[Data items]
────
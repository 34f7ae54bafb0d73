// crates/ado-bridge-mcp/tests/common/mod.rs
// ============================================================================
// Module: MCP Test Helpers
// Description: Recording fakes and scripted HTTP stubs.
// Purpose: Observe identity provider and remote API traffic in tests.
// ============================================================================

#![allow(dead_code, reason = "Test helpers are selectively used across suites.")]
#![allow(
    clippy::unwrap_used,
    clippy::expect_used,
    reason = "Test helpers fail fast on setup errors."
)]

use std::sync::Arc;
use std::sync::Mutex;
use std::thread;
use std::time::Duration;

use ado_bridge_mcp::DownstreamToken;
use ado_bridge_mcp::RemoteApi;
use ado_bridge_mcp::TokenBroker;
use ado_bridge_mcp::TokenExchanger;
use ado_bridge_mcp::ToolRouter;
use ado_bridge_mcp::broker::ExchangeFailure;
use ado_bridge_mcp::default_registry;
use ado_bridge_mcp::remote::Project;
use ado_bridge_mcp::remote::RemoteError;
use async_trait::async_trait;
use axum::http::HeaderMap;
use axum::http::HeaderValue;
use axum::http::header::AUTHORIZATION;
use tiny_http::Header;
use tiny_http::Response;
use tiny_http::Server;

/// Scope used by test brokers.
pub const TEST_SCOPE: &str = "499b84ac-1321-427f-aa17-267ca6975798/.default";

// ============================================================================
// SECTION: Request Helpers
// ============================================================================

/// Returns headers carrying `Authorization: <value>`.
pub fn auth_headers(value: &str) -> HeaderMap {
    let mut headers = HeaderMap::new();
    headers.insert(AUTHORIZATION, HeaderValue::from_str(value).unwrap());
    headers
}

// ============================================================================
// SECTION: Recording Exchanger
// ============================================================================

/// Token exchanger that records every call and returns a scripted reply.
pub struct RecordingExchanger {
    /// `(assertion, scope)` pairs in call order.
    calls: Mutex<Vec<(String, String)>>,
    /// Reply returned on every call.
    reply: Result<Option<String>, ExchangeFailure>,
}

impl RecordingExchanger {
    /// Issues `token` on every exchange.
    pub fn issuing(token: &str) -> Arc<Self> {
        Arc::new(Self { calls: Mutex::new(Vec::new()), reply: Ok(Some(token.to_string())) })
    }

    /// Answers every exchange with `reply`.
    pub fn replying(reply: Result<Option<String>, ExchangeFailure>) -> Arc<Self> {
        Arc::new(Self { calls: Mutex::new(Vec::new()), reply })
    }

    /// Returns recorded calls.
    pub fn calls(&self) -> Vec<(String, String)> {
        self.calls.lock().unwrap().clone()
    }
}

#[async_trait]
impl TokenExchanger for RecordingExchanger {
    async fn exchange_on_behalf_of(
        &self,
        assertion: &str,
        scope: &str,
    ) -> Result<Option<String>, ExchangeFailure> {
        self.calls.lock().unwrap().push((assertion.to_string(), scope.to_string()));
        self.reply.clone()
    }
}

// ============================================================================
// SECTION: Recording Remote
// ============================================================================

/// One observed remote API call.
#[derive(Debug, Clone, PartialEq, Eq)]
pub enum RemoteCall {
    /// `list_projects` with the bearer token used.
    ListProjects {
        /// Downstream token.
        token: String,
    },
    /// `run_query` with the bearer token and query text used.
    RunQuery {
        /// Downstream token.
        token: String,
        /// Query text.
        query: String,
    },
}

/// Remote API fake that records calls and returns scripted data.
pub struct RecordingRemote {
    /// Calls in order.
    calls: Mutex<Vec<RemoteCall>>,
    /// Projects returned by `list_projects`.
    projects: Vec<Project>,
    /// Ids returned by `run_query`.
    ids: Vec<u64>,
    /// Failure returned instead of data, when set.
    failure: Option<RemoteError>,
}

impl RecordingRemote {
    /// Returns the given data on success.
    pub fn with_data(projects: Vec<Project>, ids: Vec<u64>) -> Arc<Self> {
        Arc::new(Self { calls: Mutex::new(Vec::new()), projects, ids, failure: None })
    }

    /// Fails every call with `failure`.
    pub fn failing(failure: RemoteError) -> Arc<Self> {
        Arc::new(Self {
            calls: Mutex::new(Vec::new()),
            projects: Vec::new(),
            ids: Vec::new(),
            failure: Some(failure),
        })
    }

    /// Returns recorded calls.
    pub fn calls(&self) -> Vec<RemoteCall> {
        self.calls.lock().unwrap().clone()
    }

    /// Records a call and returns the scripted failure, if any.
    fn observe(&self, call: RemoteCall) -> Result<(), RemoteError> {
        self.calls.lock().unwrap().push(call);
        self.failure.clone().map_or(Ok(()), Err)
    }
}

#[async_trait]
impl RemoteApi for RecordingRemote {
    async fn list_projects(&self, token: &DownstreamToken) -> Result<Vec<Project>, RemoteError> {
        self.observe(RemoteCall::ListProjects { token: token.as_str().to_string() })?;
        Ok(self.projects.clone())
    }

    async fn run_query(
        &self,
        token: &DownstreamToken,
        query: &str,
    ) -> Result<Vec<u64>, RemoteError> {
        self.observe(RemoteCall::RunQuery {
            token: token.as_str().to_string(),
            query: query.to_string(),
        })?;
        Ok(self.ids.clone())
    }
}

/// Returns two sample projects.
pub fn sample_projects() -> Vec<Project> {
    vec![
        Project { id: "p-1".to_string(), name: "Alpha".to_string() },
        Project { id: "p-2".to_string(), name: "Beta".to_string() },
    ]
}

/// Builds a router over the built-in tools and the given fakes.
pub fn router_with(exchanger: Arc<RecordingExchanger>, remote: Arc<RecordingRemote>) -> ToolRouter {
    let broker = TokenBroker::new(exchanger, TEST_SCOPE);
    ToolRouter::new(Arc::new(default_registry().unwrap()), Arc::new(broker), remote)
}

// ============================================================================
// SECTION: HTTP Stub
// ============================================================================

/// Request observed by an [`HttpStub`].
#[derive(Debug, Clone)]
pub struct RecordedRequest {
    /// HTTP method.
    pub method: String,
    /// Request target (path and query).
    pub url: String,
    /// Authorization header value.
    pub authorization: Option<String>,
    /// Content-Type header value.
    pub content_type: Option<String>,
    /// Request body as text.
    pub body: String,
}

/// Scripted HTTP server answering a fixed sequence of responses.
pub struct HttpStub {
    /// Base URL, e.g. `http://127.0.0.1:1234`.
    pub base_url: String,
    /// Requests observed so far.
    requests: Arc<Mutex<Vec<RecordedRequest>>>,
}

impl HttpStub {
    /// Starts a stub answering each request with the next `(status, body)`.
    ///
    /// The stub stops after the script is exhausted or after ten idle seconds.
    pub fn start(script: Vec<(u16, String)>) -> Self {
        let server = Server::http("127.0.0.1:0").unwrap();
        let addr = server.server_addr().to_ip().unwrap();
        let requests = Arc::new(Mutex::new(Vec::new()));
        let recorded = Arc::clone(&requests);
        thread::spawn(move || {
            for (status, body) in script {
                let Ok(Some(mut request)) = server.recv_timeout(Duration::from_secs(10)) else {
                    break;
                };
                let mut text = String::new();
                let _ = request.as_reader().read_to_string(&mut text);
                let header = |name: &'static str| {
                    request
                        .headers()
                        .iter()
                        .find(|header| header.field.equiv(name))
                        .map(|header| header.value.as_str().to_string())
                };
                let entry = RecordedRequest {
                    method: request.method().to_string(),
                    url: request.url().to_string(),
                    authorization: header("Authorization"),
                    content_type: header("Content-Type"),
                    body: text,
                };
                recorded.lock().unwrap().push(entry);
                let content_type =
                    Header::from_bytes(&b"Content-Type"[..], &b"application/json"[..]).unwrap();
                let response =
                    Response::from_string(body).with_status_code(status).with_header(content_type);
                let _ = request.respond(response);
            }
        });
        Self { base_url: format!("http://{addr}"), requests }
    }

    /// Returns requests observed so far.
    pub fn requests(&self) -> Vec<RecordedRequest> {
        self.requests.lock().unwrap().clone()
    }
}

/// Parses an `application/x-www-form-urlencoded` body into pairs.
pub fn form_pairs(body: &str) -> Vec<(String, String)> {
    url::form_urlencoded::parse(body.as_bytes())
        .map(|(key, value)| (key.into_owned(), value.into_owned()))
        .collect()
}

/// Returns the value of `key` in a form body.
pub fn form_value(body: &str, key: &str) -> Option<String> {
    form_pairs(body).into_iter().find(|(name, _)| name == key).map(|(_, value)| value)
}
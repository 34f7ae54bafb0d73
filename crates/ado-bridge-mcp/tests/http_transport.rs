// crates/ado-bridge-mcp/tests/http_transport.rs
// ============================================================================
// Module: HTTP Transport Tests
// Description: End-to-end JSON-RPC over HTTP against stubbed upstreams.
// Purpose: Exercise config, exchange, remote call, response, and audit together.
// ============================================================================

//! HTTP transport end-to-end tests for ado-bridge-mcp.

#![allow(
    clippy::panic,
    clippy::unwrap_used,
    clippy::expect_used,
    clippy::use_debug,
    clippy::panic_in_result_fn,
    clippy::unwrap_in_result,
    reason = "Test-only assertions use unwrap for clarity."
)]

mod common;

use std::net::SocketAddr;
use std::path::Path;

use ado_bridge_mcp::McpServer;
use ado_bridge_mcp::config::AdoBridgeConfig;
use serde_json::Value;
use serde_json::json;
use tokio::net::TcpListener;

use crate::common::HttpStub;
use crate::common::form_value;

// ============================================================================
// SECTION: Helpers
// ============================================================================

/// Builds a config routing identity and remote traffic to the stubs.
fn bridge_config(idp: &HttpStub, remote: &HttpStub, audit_path: &Path) -> AdoBridgeConfig {
    let toml = format!(
        r#"
[server]
bind = "127.0.0.1:0"
max_body_bytes = 4096

[server.audit]
enabled = true
path = "{audit}"

[identity]
tenant_id = "tenant-1"
client_id = "client-1"
client_secret = "secret-1"
authority_host = "{idp}"

[remote]
base_url = "{remote}"
organization = "contoso"
"#,
        audit = audit_path.display(),
        idp = idp.base_url,
        remote = remote.base_url,
    );
    AdoBridgeConfig::from_toml_str(&toml).unwrap()
}

/// Starts the server on an ephemeral port.
async fn start(config: &AdoBridgeConfig) -> SocketAddr {
    let server = McpServer::from_config(config).unwrap();
    let listener = TcpListener::bind("127.0.0.1:0").await.unwrap();
    let addr = listener.local_addr().unwrap();
    tokio::spawn(server.serve_with_listener(listener));
    addr
}

/// Posts a JSON-RPC body and returns status and parsed body.
async fn post(addr: SocketAddr, auth: Option<&str>, body: &Value) -> (u16, Value) {
    let client = reqwest::Client::new();
    let mut request = client.post(format!("http://{addr}/mcp")).json(body);
    if let Some(auth) = auth {
        request = request.header("Authorization", auth);
    }
    let response = request.send().await.unwrap();
    let status = response.status().as_u16();
    let text = response.text().await.unwrap();
    let value = if text.is_empty() { Value::Null } else { serde_json::from_str(&text).unwrap() };
    (status, value)
}

/// Reads audit JSON lines.
fn audit_lines(path: &Path) -> Vec<Value> {
    std::fs::read_to_string(path)
        .unwrap_or_default()
        .lines()
        .map(|line| serde_json::from_str(line).unwrap())
        .collect()
}

// ============================================================================
// SECTION: Tests
// ============================================================================

#[tokio::test(flavor = "multi_thread")]
async fn list_projects_round_trip_over_http() {
    let idp = HttpStub::start(vec![(200, r#"{"access_token":"downstream-1"}"#.to_string())]);
    let remote = HttpStub::start(vec![(
        200,
        r#"{"count":1,"value":[{"id":"p-1","name":"Alpha"}]}"#.to_string(),
    )]);
    let dir = tempfile::tempdir().unwrap();
    let audit_path = dir.path().join("audit.log");
    let addr = start(&bridge_config(&idp, &remote, &audit_path)).await;

    let (status, body) = post(
        addr,
        Some("Bearer inbound-assertion"),
        &json!({
            "jsonrpc": "2.0",
            "id": 1,
            "method": "tools/call",
            "params": { "name": "ado_list_projects", "arguments": {} }
        }),
    )
    .await;
    assert_eq!(status, 200, "{body}");
    assert_eq!(body["id"], 1);
    assert_eq!(
        body["result"]["structuredContent"],
        json!({ "projects": [{ "id": "p-1", "name": "Alpha" }] })
    );
    assert_eq!(body["result"]["content"][0]["type"], "text");

    let idp_requests = idp.requests();
    assert_eq!(idp_requests.len(), 1);
    assert_eq!(form_value(&idp_requests[0].body, "assertion").as_deref(), Some("inbound-assertion"));
    let remote_requests = remote.requests();
    assert_eq!(remote_requests.len(), 1);
    assert_eq!(remote_requests[0].authorization.as_deref(), Some("Bearer downstream-1"));

    let events: Vec<Value> = audit_lines(&audit_path)
        .into_iter()
        .filter(|event| event["event"] == "mcp_request")
        .collect();
    assert_eq!(events.len(), 1);
    let event = &events[0];
    assert_eq!(event["tool"], "ado_list_projects");
    assert_eq!(event["stage"], "responded");
    assert_eq!(event["outcome"], "success");
    let rendered = event.to_string();
    assert!(!rendered.contains("inbound-assertion"));
    assert!(!rendered.contains("downstream-1"));
}

#[tokio::test(flavor = "multi_thread")]
async fn query_round_trip_over_http() {
    let idp = HttpStub::start(vec![(200, r#"{"access_token":"downstream-2"}"#.to_string())]);
    let remote = HttpStub::start(vec![(
        200,
        r#"{"workItems":[{"id":101},{"id":102}]}"#.to_string(),
    )]);
    let dir = tempfile::tempdir().unwrap();
    let addr = start(&bridge_config(&idp, &remote, &dir.path().join("audit.log"))).await;
    let (status, body) = post(
        addr,
        Some("Bearer inbound"),
        &json!({
            "jsonrpc": "2.0",
            "id": "q",
            "method": "tools/call",
            "params": { "name": "ado_query_wiql", "arguments": { "wiql": "SELECT [System.Id] FROM WorkItems" } }
        }),
    )
    .await;
    assert_eq!(status, 200, "{body}");
    assert_eq!(body["result"]["structuredContent"], json!({ "ids": [101, 102] }));
}

#[tokio::test(flavor = "multi_thread")]
async fn invalid_input_never_reaches_upstreams() {
    let idp = HttpStub::start(vec![(200, r#"{"access_token":"unused"}"#.to_string())]);
    let remote = HttpStub::start(vec![(200, "{}".to_string())]);
    let dir = tempfile::tempdir().unwrap();
    let addr = start(&bridge_config(&idp, &remote, &dir.path().join("audit.log"))).await;
    let (status, body) = post(
        addr,
        Some("Bearer inbound"),
        &json!({
            "jsonrpc": "2.0",
            "id": 2,
            "method": "tools/call",
            "params": { "name": "ado_query_wiql", "arguments": {} }
        }),
    )
    .await;
    assert_eq!(status, 400);
    assert_eq!(body["error"]["code"], -32602);
    assert_eq!(body["error"]["data"]["kind"], "input_validation_error");
    assert!(idp.requests().is_empty());
    assert!(remote.requests().is_empty());
}

#[tokio::test(flavor = "multi_thread")]
async fn missing_credential_is_unauthorized() {
    let idp = HttpStub::start(Vec::new());
    let remote = HttpStub::start(Vec::new());
    let dir = tempfile::tempdir().unwrap();
    let addr = start(&bridge_config(&idp, &remote, &dir.path().join("audit.log"))).await;
    let (status, body) = post(
        addr,
        None,
        &json!({
            "jsonrpc": "2.0",
            "id": 3,
            "method": "tools/call",
            "params": { "name": "ado_list_projects" }
        }),
    )
    .await;
    assert_eq!(status, 401);
    assert_eq!(body["error"]["code"], -32001);
    assert_eq!(body["error"]["data"]["kind"], "authentication_error");
}

#[tokio::test(flavor = "multi_thread")]
async fn oversized_body_is_rejected() {
    let idp = HttpStub::start(Vec::new());
    let remote = HttpStub::start(Vec::new());
    let dir = tempfile::tempdir().unwrap();
    let addr = start(&bridge_config(&idp, &remote, &dir.path().join("audit.log"))).await;
    let padding = "x".repeat(8192);
    let (status, body) = post(
        addr,
        Some("Bearer inbound"),
        &json!({ "jsonrpc": "2.0", "id": 4, "method": "ping", "params": { "pad": padding } }),
    )
    .await;
    assert_eq!(status, 413);
    assert_eq!(body["error"]["code"], -32070);
}

#[tokio::test(flavor = "multi_thread")]
async fn initialize_and_notification_flow() {
    let idp = HttpStub::start(Vec::new());
    let remote = HttpStub::start(Vec::new());
    let dir = tempfile::tempdir().unwrap();
    let addr = start(&bridge_config(&idp, &remote, &dir.path().join("audit.log"))).await;
    let (status, body) = post(
        addr,
        None,
        &json!({
            "jsonrpc": "2.0",
            "id": 0,
            "method": "initialize",
            "params": { "protocolVersion": "2025-06-18", "capabilities": {}, "clientInfo": { "name": "t", "version": "1" } }
        }),
    )
    .await;
    assert_eq!(status, 200);
    assert_eq!(body["result"]["protocolVersion"], "2025-06-18");
    assert!(body["result"]["capabilities"]["tools"].is_object());

    let (status, body) =
        post(addr, None, &json!({ "jsonrpc": "2.0", "method": "notifications/initialized" })).await;
    assert_eq!(status, 202);
    assert_eq!(body, Value::Null);
}

#[tokio::test(flavor = "multi_thread")]
async fn health_probe_answers() {
    let idp = HttpStub::start(Vec::new());
    let remote = HttpStub::start(Vec::new());
    let dir = tempfile::tempdir().unwrap();
    let addr = start(&bridge_config(&idp, &remote, &dir.path().join("audit.log"))).await;
    let response = reqwest::get(format!("http://{addr}/healthz")).await.unwrap();
    assert_eq!(response.status().as_u16(), 200);
    let body: Value = response.json().await.unwrap();
    assert_eq!(body["status"], "ok");
}
// crates/ado-bridge-config/tests/common/mod.rs
// =============================================================================
// Module: Config Test Helpers
// Description: Shared helpers for config validation tests.
// Purpose: Reduce duplication across integration tests for ado-bridge-config.
// =============================================================================

#![allow(dead_code, reason = "Test helpers are selectively used across suites.")]

use std::collections::BTreeMap;

use ado_bridge_config::AdoBridgeConfig;
use ado_bridge_config::ConfigError;

/// Parses a TOML string into an `AdoBridgeConfig` for tests.
pub fn config_from_toml(toml_str: &str) -> Result<AdoBridgeConfig, ConfigError> {
    AdoBridgeConfig::from_toml_str(toml_str)
}

/// Returns a minimal config with all defaults applied.
pub fn minimal_config() -> Result<AdoBridgeConfig, ConfigError> {
    config_from_toml("")
}

/// Returns a config with every essential identity and remote setting present.
pub fn complete_config() -> Result<AdoBridgeConfig, ConfigError> {
    config_from_toml(
        r#"
[identity]
tenant_id = "tenant-1"
client_id = "client-1"
client_secret = "secret-1"

[remote]
organization = "contoso"
"#,
    )
}

/// Builds an environment lookup backed by a fixed map.
pub fn env_lookup(pairs: &[(&str, &str)]) -> impl Fn(&str) -> Option<String> {
    let map: BTreeMap<String, String> =
        pairs.iter().map(|(key, value)| ((*key).to_string(), (*value).to_string())).collect();
    move |key: &str| map.get(key).cloned()
}

/// Asserts that a validation result fails with a message containing `needle`.
pub fn assert_invalid(result: Result<(), ConfigError>, needle: &str) -> Result<(), String> {
    match result {
        Err(error) => {
            let message = error.to_string();
            if message.contains(needle) {
                Ok(())
            } else {
                Err(format!("error {message} did not contain {needle}"))
            }
        }
        Ok(()) => Err("expected invalid config".to_string()),
    }
}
────
WHAT YOU ARE ASKED TO DO: Make a copy of each line in the records above that has the word "impl".

COMPLETED TASK:
impl RecordingExchanger {
impl TokenExchanger for RecordingExchanger {
impl RecordingRemote {
impl RemoteApi for RecordingRemote {
impl HttpStub {
pub fn env_lookup(pairs: &[(&str, &str)]) -> impl Fn(&str) -> Option<String> {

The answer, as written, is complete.